* **Aim of the exercise**:
Repeat exactly the lines from the start of the entries below through the line containing "peaks of the". Omit the rest.

[[ Data for the task open ]]

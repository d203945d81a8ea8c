//! High/low cycle segmentation of a 1-D trace.
//!
//! Two strategies select the samples that sit near the top and bottom of each
//! cardiogenic cycle:
//!
//! - [`SegmentationMethod::Peaks`]: peaks of the signal and of its negation,
//!   at least `0.6 * peak_distance` apart, each widened into a window of
//!   `ceil(peak_distance * distance_threshold / 2)` samples on either side
//! - [`SegmentationMethod::Threshold`]: z-score above `0.7` (high) or below
//!   `-0.7` (low)
//!
//! Both results are clipped to the signal, deduplicated and sorted. With
//! `same_length` the longer set keeps only its first `min(|high|, |low|)`
//! entries.

use std::collections::BTreeSet;

use ndarray::Array1;
use oscmap_core::utils::normalize_zscore;
use oscmap_core::{CoreError, CoreResult, CycleIndexSet, InputError, SegmentationMethod};
use tracing::debug;

use crate::peaks::find_peaks;

/// Z-score cut-off for the threshold strategy.
pub const ZSCORE_CUTOFF: f64 = 0.7;

/// Fraction of the cycle length used as the minimum peak separation.
const PEAK_SEPARATION_FRACTION: f64 = 0.6;

#[allow(
    clippy::cast_precision_loss,
    clippy::cast_possible_truncation,
    clippy::cast_sign_loss
)]
fn peak_windows(
    signal: &Array1<f64>,
    peak_distance: usize,
    distance_threshold: f64,
) -> CoreResult<(BTreeSet<usize>, BTreeSet<usize>)> {
    let separation = (PEAK_SEPARATION_FRACTION * peak_distance as f64) as usize;
    if separation == 0 {
        return Err(CoreError::configuration(
            "segmentation.peak_distance",
            format!("must be >= 2, got {peak_distance}"),
        ));
    }
    let high_peaks = find_peaks(signal, separation)?;
    let low_peaks = find_peaks(&signal.mapv(|v| -v), separation)?;

    let half = (peak_distance as f64 * distance_threshold / 2.0).ceil() as usize;
    let len = signal.len();
    let widen = |peaks: &[usize]| -> BTreeSet<usize> {
        peaks
            .iter()
            .flat_map(|&p| p.saturating_sub(half)..=(p + half))
            .filter(|&i| i < len)
            .collect()
    };
    debug!(
        high_peaks = high_peaks.len(),
        low_peaks = low_peaks.len(),
        half_width = half,
        "peaks located"
    );
    Ok((widen(&high_peaks), widen(&low_peaks)))
}

fn threshold_sets(signal: &Array1<f64>) -> (BTreeSet<usize>, BTreeSet<usize>) {
    let z = normalize_zscore(signal);
    let pick = |pred: &dyn Fn(f64) -> bool| -> BTreeSet<usize> {
        z.iter()
            .enumerate()
            .filter_map(|(i, &v)| pred(v).then_some(i))
            .collect()
    };
    (
        pick(&|v| v > ZSCORE_CUTOFF),
        pick(&|v| v < -ZSCORE_CUTOFF),
    )
}

/// Finds the high and low sample indices of `signal`.
///
/// `peak_distance` is the expected number of samples per cycle and is only
/// used by the peak strategy.
///
/// # Errors
///
/// - [`InputError::Empty`] if `signal` is empty
/// - [`CoreError::Configuration`] if `peak_distance < 2` with the peak
///   strategy, or `distance_threshold` is negative or non-finite
pub fn find_high_low_indices(
    signal: &Array1<f64>,
    peak_distance: usize,
    distance_threshold: f64,
    same_length: bool,
    method: SegmentationMethod,
) -> CoreResult<CycleIndexSet> {
    if signal.is_empty() {
        return Err(InputError::Empty {
            what: "segmentation signal",
        }
        .into());
    }
    if !(distance_threshold.is_finite() && distance_threshold >= 0.0) {
        return Err(CoreError::configuration(
            "segmentation.distance_threshold",
            format!("must be finite and >= 0, got {distance_threshold}"),
        ));
    }

    let (high, low) = match method {
        SegmentationMethod::Peaks => peak_windows(signal, peak_distance, distance_threshold)?,
        SegmentationMethod::Threshold => threshold_sets(signal),
    };
    let mut high: Vec<usize> = high.into_iter().collect();
    let mut low: Vec<usize> = low.into_iter().collect();
    if same_length {
        let n = high.len().min(low.len());
        high.truncate(n);
        low.truncate(n);
    }

    debug!(
        ?method,
        high = high.len(),
        low = low.len(),
        "high/low indices selected"
    );
    Ok(CycleIndexSet { high, low })
}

[[ Data for the task closed ]]

* **Exercise solution**:
repository d203945d81a8ea8c
//! High/low cycle segmentation of a 1-D trace.
//!
//! Two strategies select the samples that sit near the top and bottom of each
//! cardiogenic cycle:
//!
//! - [`SegmentationMethod::Peaks`]: peaks of the signal and of its negation,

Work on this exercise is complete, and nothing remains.